## AVAILABLE RECORDS
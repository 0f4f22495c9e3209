//! Operator-facing time formats
//!
//! Instants and dates are kept as chrono types everywhere and only turned
//! into `DD.MM.YYYY HH:MM:SS` / `DD.MM.YYYY` text at the JSON boundary.

use chrono::{DateTime, Local, NaiveDate, NaiveDateTime, Utc};

pub const DATE_TIME_FORMAT: &str = "%d.%m.%Y %H:%M:%S";
pub const DATE_FORMAT: &str = "%d.%m.%Y";

pub fn format_wall_clock(dt: &NaiveDateTime) -> String {
    dt.format(DATE_TIME_FORMAT).to_string()
}

/// Formats an instant in the server's local time zone.
pub fn format_instant(dt: &DateTime<Utc>) -> String {
    format_wall_clock(&dt.with_timezone(&Local).naive_local())
}

pub fn format_date(date: &NaiveDate) -> String {
    date.format(DATE_FORMAT).to_string()
}

/// Accepts `DD.MM.YYYY[,] HH:MM[:SS]`, ISO `YYYY-MM-DDTHH:MM:SS` and RFC 3339.
pub fn parse_wall_clock(s: &str) -> Option<NaiveDateTime> {
    let s = s.trim();
    [
        "%d.%m.%Y %H:%M:%S",
        "%d.%m.%Y, %H:%M:%S",
        "%d.%m.%Y %H:%M",
        "%d.%m.%Y, %H:%M",
        "%Y-%m-%dT%H:%M:%S",
        "%Y-%m-%d %H:%M:%S",
    ]
        .iter()
        .find_map(|fmt| NaiveDateTime::parse_from_str(s, fmt).ok())
        .or_else(|| DateTime::parse_from_rfc3339(s).ok().map(|dt| dt.naive_local()))
}

/// Accepts `DD.MM.YYYY` and ISO `YYYY-MM-DD`.
pub fn parse_date(s: &str) -> Option<NaiveDate> {
    let s = s.trim();
    [DATE_FORMAT, "%Y-%m-%d"]
        .iter()
        .find_map(|fmt| NaiveDate::parse_from_str(s, fmt).ok())
}

/// `Option<DateTime<Utc>>` rendered as local `DD.MM.YYYY HH:MM:SS`.
pub mod instant_opt {
    use chrono::{DateTime, Utc};
    use serde::Serializer;

    pub fn serialize<S: Serializer>(
        value: &Option<DateTime<Utc>>,
        serializer: S,
    ) -> Result<S::Ok, S::Error> {
        match value {
            Some(dt) => serializer.serialize_some(&super::format_instant(dt)),
            None => serializer.serialize_none(),
        }
    }
}

/// `NaiveDateTime` rendered as `DD.MM.YYYY HH:MM:SS`.
pub mod wall_clock {
    use chrono::NaiveDateTime;
    use serde::Serializer;

    pub fn serialize<S: Serializer>(value: &NaiveDateTime, serializer: S) -> Result<S::Ok, S::Error> {
        serializer.serialize_str(&super::format_wall_clock(value))
    }
}

/// Optional inbound `NaiveDateTime`; missing, null and blank are `None`.
pub mod wall_clock_opt {
    use chrono::NaiveDateTime;
    use serde::{de, Deserialize, Deserializer};

    pub fn deserialize<'de, D: Deserializer<'de>>(
        deserializer: D,
    ) -> Result<Option<NaiveDateTime>, D::Error> {
        match Option::<String>::deserialize(deserializer)? {
            None => Ok(None),
            Some(raw) if raw.trim().is_empty() => Ok(None),
            Some(raw) => super::parse_wall_clock(&raw).map(Some).ok_or_else(|| {
                de::Error::custom(format!("invalid timestamp '{}', expected DD.MM.YYYY HH:MM:SS", raw))
            }),
        }
    }
}

/// `Option<NaiveDate>` as `DD.MM.YYYY`, lenient on input.
pub mod date_opt {
    use chrono::NaiveDate;
    use serde::{de, Deserialize, Deserializer, Serializer};

    pub fn serialize<S: Serializer>(value: &Option<NaiveDate>, serializer: S) -> Result<S::Ok, S::Error> {
        match value {
            Some(date) => serializer.serialize_some(&super::format_date(date)),
            None => serializer.serialize_none(),
        }
    }

    pub fn deserialize<'de, D: Deserializer<'de>>(
        deserializer: D,
    ) -> Result<Option<NaiveDate>, D::Error> {
        match Option::<String>::deserialize(deserializer)? {
            None => Ok(None),
            Some(raw) if raw.trim().is_empty() => Ok(None),
            Some(raw) => super::parse_date(&raw).map(Some).ok_or_else(|| {
                de::Error::custom(format!("invalid date '{}', expected DD.MM.YYYY", raw))
            }),
        }
    }
}

#[cfg(test)]
mod tests {
    use super::*;

    fn at(y: i32, m: u32, d: u32, h: u32, min: u32, s: u32) -> NaiveDateTime {
        NaiveDate::from_ymd_opt(y, m, d)
            .unwrap()
            .and_hms_opt(h, min, s)
            .unwrap()
    }

    #[test]
    fn formats_day_first() {
        assert_eq!(format_wall_clock(&at(2024, 3, 7, 9, 5, 1)), "07.03.2024 09:05:01");
        assert_eq!(
            format_date(&NaiveDate::from_ymd_opt(2024, 12, 31).unwrap()),
            "31.12.2024"
        );
    }

    #[test]
    fn parses_operator_and_iso_forms() {
        let expected = at(2024, 3, 7, 9, 5, 1);
        assert_eq!(parse_wall_clock("07.03.2024 09:05:01"), Some(expected));
        assert_eq!(parse_wall_clock("2024-03-07T09:05:01"), Some(expected));
        assert_eq!(parse_wall_clock("2024-03-07T09:05:01+05:00"), Some(expected));
        assert_eq!(parse_wall_clock("07.03.2024 09:05"), Some(at(2024, 3, 7, 9, 5, 0)));
        assert_eq!(parse_wall_clock("07.03.2024, 09:05:01"), Some(expected));
        assert_eq!(parse_wall_clock("yesterday"), None);
    }

    #[test]
    fn parses_dates() {
        let expected = NaiveDate::from_ymd_opt(2025, 1, 15).unwrap();
        assert_eq!(parse_date("15.01.2025"), Some(expected));
        assert_eq!(parse_date("2025-01-15"), Some(expected));
        assert_eq!(parse_date("15/01/2025"), None);
    }

    #[test]
    fn instant_is_rendered_in_operator_format() {
        let rendered = format_instant(&Utc::now());
        // DD.MM.YYYY HH:MM:SS
        assert_eq!(rendered.len(), 19);
        assert!(NaiveDateTime::parse_from_str(&rendered, DATE_TIME_FORMAT).is_ok());
    }
}
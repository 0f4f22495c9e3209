//! Switchgear unit entity

use sea_orm::entity::prelude::*;

#[derive(Debug, Clone, Copy, PartialEq, Eq, EnumIter, DeriveActiveEnum)]
#[sea_orm(rs_type = "String", db_type = "String(StringLen::N(8))")]
pub enum UnitKind {
    #[sea_orm(string_value = "KRU")]
    Kru,
    #[sea_orm(string_value = "TP")]
    Tp,
}

#[derive(Clone, Debug, PartialEq, Eq, DeriveEntityModel)]
#[sea_orm(table_name = "rus")]
pub struct Model {
    #[sea_orm(primary_key, auto_increment = false)]
    pub id: String,
    pub name: String,
    pub unit_type: UnitKind,
    pub status: String,

    /// Owning facility, if assigned
    #[sea_orm(nullable)]
    pub substation_id: Option<String>,

    // Nameplate
    pub voltage: String,
    pub sections: i32,
    pub cells_count: i32,
    pub transformers: i32,
    pub transformer_power: String,
    pub location: String,
    pub installation_date: String,
    pub manufacturer: String,
    pub last_maintenance: String,
    pub next_maintenance: String,
    pub scheme_type: String,
    pub total_load_high: String,
    pub total_load_low: String,
    pub total_power_high: String,
    pub total_power_low: String,
    pub max_capacity_high: String,
    pub max_capacity_low: String,
    pub operational_hours: i32,
    pub last_inspection: String,
    pub has_high_side: bool,
    pub has_low_side: bool,
    pub bus_sections: i32,
    pub cells_per_section: i32,

    /// Incremented on every write
    pub version: i32,
    pub created_at: DateTimeUtc,
    pub updated_at: DateTimeUtc,
}

#[derive(Copy, Clone, Debug, EnumIter, DeriveRelation)]
pub enum Relation {
    #[sea_orm(has_many = "super::cell::Entity")]
    Cells,
    #[sea_orm(has_many = "super::operation_record::Entity")]
    OperationRecords,
}

impl Related<super::cell::Entity> for Entity {
    fn to() -> RelationDef {
        Relation::Cells.def()
    }
}

impl Related<super::operation_record::Entity> for Entity {
    fn to() -> RelationDef {
        Relation::OperationRecords.def()
    }
}

impl ActiveModelBehavior for ActiveModel {}
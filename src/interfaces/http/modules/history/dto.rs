//! Operation history DTOs

use chrono::{DateTime, NaiveDate, NaiveDateTime, Utc};
use serde::{Deserialize, Serialize};
use utoipa::{IntoParams, ToSchema};
use validator::Validate;

use crate::domain::{HistoryDetails, NewOperationRecord, OperationRecord};
use crate::shared::time::{date_opt, wall_clock, wall_clock_opt};

/// Records returned when the caller gives no `limit`.
pub const DEFAULT_HISTORY_LIMIT: i64 = 50;

#[derive(Debug, Deserialize, IntoParams)]
pub struct HistoryQuery {
    /// Maximum number of records, newest first. `0` or less returns all.
    /// Defaults to 50.
    pub limit: Option<i64>,
}

impl HistoryQuery {
    pub fn bound(&self) -> i64 {
        self.limit.unwrap_or(DEFAULT_HISTORY_LIMIT)
    }
}

#[derive(Debug, Deserialize, Validate, ToSchema)]
#[serde(rename_all = "camelCase")]
pub struct AddHistoryRecordRequest {
    #[validate(length(min = 1, max = 20, message = "cellNumber must be 1-20 characters"))]
    pub cell_number: String,
    #[serde(default)]
    #[validate(length(max = 100, message = "cellName must be at most 100 characters"))]
    pub cell_name: String,
    #[serde(default)]
    #[validate(length(max = 200, message = "action must be at most 200 characters"))]
    pub action: String,
    #[serde(default)]
    #[validate(length(max = 100, message = "operator must be at most 100 characters"))]
    pub operator: String,
    /// Operator's wall-clock time, `DD.MM.YYYY HH:MM:SS`; receive time when omitted
    #[serde(default, with = "wall_clock_opt")]
    #[schema(value_type = Option<String>, example = "07.03.2024 09:05:01")]
    pub timestamp: Option<NaiveDateTime>,
    pub reason: Option<String>,
    pub document_type: Option<String>,
    pub order_number: Option<String>,
    pub work_order_number: Option<String>,
    #[serde(default, with = "date_opt")]
    #[schema(value_type = Option<String>, example = "07.03.2024")]
    pub start_date: Option<NaiveDate>,
    #[serde(default, with = "date_opt")]
    #[schema(value_type = Option<String>, example = "08.03.2024")]
    pub end_date: Option<NaiveDate>,
    pub responsible_person: Option<String>,
    pub comment: Option<String>,
    pub severity: Option<String>,
}

impl From<AddHistoryRecordRequest> for NewOperationRecord {
    fn from(r: AddHistoryRecordRequest) -> Self {
        Self {
            cell_number: r.cell_number,
            cell_name: r.cell_name,
            action: r.action,
            operator: r.operator,
            timestamp: r.timestamp,
            details: HistoryDetails {
                reason: r.reason,
                document_type: r.document_type,
                order_number: r.order_number,
                work_order_number: r.work_order_number,
                start_date: r.start_date,
                end_date: r.end_date,
                responsible_person: r.responsible_person,
                comment: r.comment,
                severity: r.severity,
            },
        }
    }
}

#[derive(Debug, Serialize, ToSchema)]
#[serde(rename_all = "camelCase")]
pub struct HistoryRecordDto {
    pub id: String,
    pub ru_id: String,
    pub cell_number: String,
    pub cell_name: String,
    pub action: String,
    pub operator: String,
    #[serde(with = "wall_clock")]
    #[schema(value_type = String, example = "07.03.2024 09:05:01")]
    pub timestamp: NaiveDateTime,
    #[serde(skip_serializing_if = "Option::is_none")]
    pub reason: Option<String>,
    #[serde(skip_serializing_if = "Option::is_none")]
    pub document_type: Option<String>,
    #[serde(skip_serializing_if = "Option::is_none")]
    pub order_number: Option<String>,
    #[serde(skip_serializing_if = "Option::is_none")]
    pub work_order_number: Option<String>,
    #[serde(with = "date_opt", skip_serializing_if = "Option::is_none")]
    #[schema(value_type = Option<String>)]
    pub start_date: Option<NaiveDate>,
    #[serde(with = "date_opt", skip_serializing_if = "Option::is_none")]
    #[schema(value_type = Option<String>)]
    pub end_date: Option<NaiveDate>,
    #[serde(skip_serializing_if = "Option::is_none")]
    pub responsible_person: Option<String>,
    #[serde(skip_serializing_if = "Option::is_none")]
    pub comment: Option<String>,
    #[serde(skip_serializing_if = "Option::is_none")]
    pub severity: Option<String>,
    #[serde(rename = "created_at")]
    pub created_at: DateTime<Utc>,
    #[serde(rename = "updated_at")]
    pub updated_at: DateTime<Utc>,
}

impl From<OperationRecord> for HistoryRecordDto {
    fn from(r: OperationRecord) -> Self {
        let d = r.details;
        Self {
            id: r.id,
            ru_id: r.ru_id,
            cell_number: r.cell_number,
            cell_name: r.cell_name,
            action: r.action,
            operator: r.operator,
            timestamp: r.timestamp,
            reason: d.reason,
            document_type: d.document_type,
            order_number: d.order_number,
            work_order_number: d.work_order_number,
            start_date: d.start_date,
            end_date: d.end_date,
            responsible_person: d.responsible_person,
            comment: d.comment,
            severity: d.severity,
            created_at: r.created_at,
            updated_at: r.updated_at,
        }
    }
}

#[cfg(test)]
mod tests {
    use super::*;
    use serde_json::json;

    #[test]
    fn limit_defaults_to_fifty() {
        assert_eq!(HistoryQuery { limit: None }.bound(), 50);
        assert_eq!(HistoryQuery { limit: Some(0) }.bound(), 0);
        assert_eq!(HistoryQuery { limit: Some(5) }.bound(), 5);
    }

    #[test]
    fn request_parses_operator_formats() {
        let req: AddHistoryRecordRequest = serde_json::from_value(json!({
            "cellNumber": "3",
            "cellName": "Feeder 3",
            "action": "Switched OFF",
            "operator": "Ivanov",
            "timestamp": "07.03.2024 09:05:01",
            "startDate": "07.03.2024",
            "endDate": "",
            "severity": "high"
        }))
        .unwrap();

        let entry = NewOperationRecord::from(req);
        assert_eq!(
            entry.timestamp.map(|t| crate::shared::time::format_wall_clock(&t)).as_deref(),
            Some("07.03.2024 09:05:01")
        );
        assert_eq!(entry.details.start_date, NaiveDate::from_ymd_opt(2024, 3, 7));
        assert_eq!(entry.details.end_date, None);
        assert_eq!(entry.details.severity.as_deref(), Some("high"));
        assert_eq!(entry.details.reason, None);
    }

    #[test]
    fn only_cell_number_is_required() {
        let req: AddHistoryRecordRequest =
            serde_json::from_value(json!({"cellNumber": "3"})).unwrap();
        assert!(req.validate().is_ok());

        let entry = NewOperationRecord::from(req);
        assert_eq!(entry.timestamp, None);
        assert_eq!(entry.action, "");
        assert_eq!(entry.operator, "");

        let missing = serde_json::from_value::<AddHistoryRecordRequest>(json!({"action": "x"}));
        assert!(missing.is_err());

        let blank: AddHistoryRecordRequest =
            serde_json::from_value(json!({"cellNumber": ""})).unwrap();
        assert!(blank.validate().is_err());
    }

    #[test]
    fn comma_separated_timestamp_is_accepted() {
        let req: AddHistoryRecordRequest = serde_json::from_value(json!({
            "cellNumber": "3",
            "timestamp": "07.03.2024, 09:05:01"
        }))
        .unwrap();
        assert_eq!(
            req.timestamp,
            NaiveDate::from_ymd_opt(2024, 3, 7).and_then(|d| d.and_hms_opt(9, 5, 1))
        );
    }

    #[test]
    fn bad_timestamp_is_rejected() {
        let parsed = serde_json::from_value::<AddHistoryRecordRequest>(json!({
            "cellNumber": "3",
            "cellName": "Feeder 3",
            "action": "Switched OFF",
            "operator": "Ivanov",
            "timestamp": "yesterday"
        }));
        assert!(parsed.is_err());
    }
}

## TASK BRIEF
Where a line of the listing holds the string "ToSchema", copy that line.

## RESPONSE TO THE EXERCISE
use utoipa::{IntoParams, ToSchema};
#[derive(Debug, Deserialize, Validate, ToSchema)]
#[derive(Debug, Serialize, ToSchema)]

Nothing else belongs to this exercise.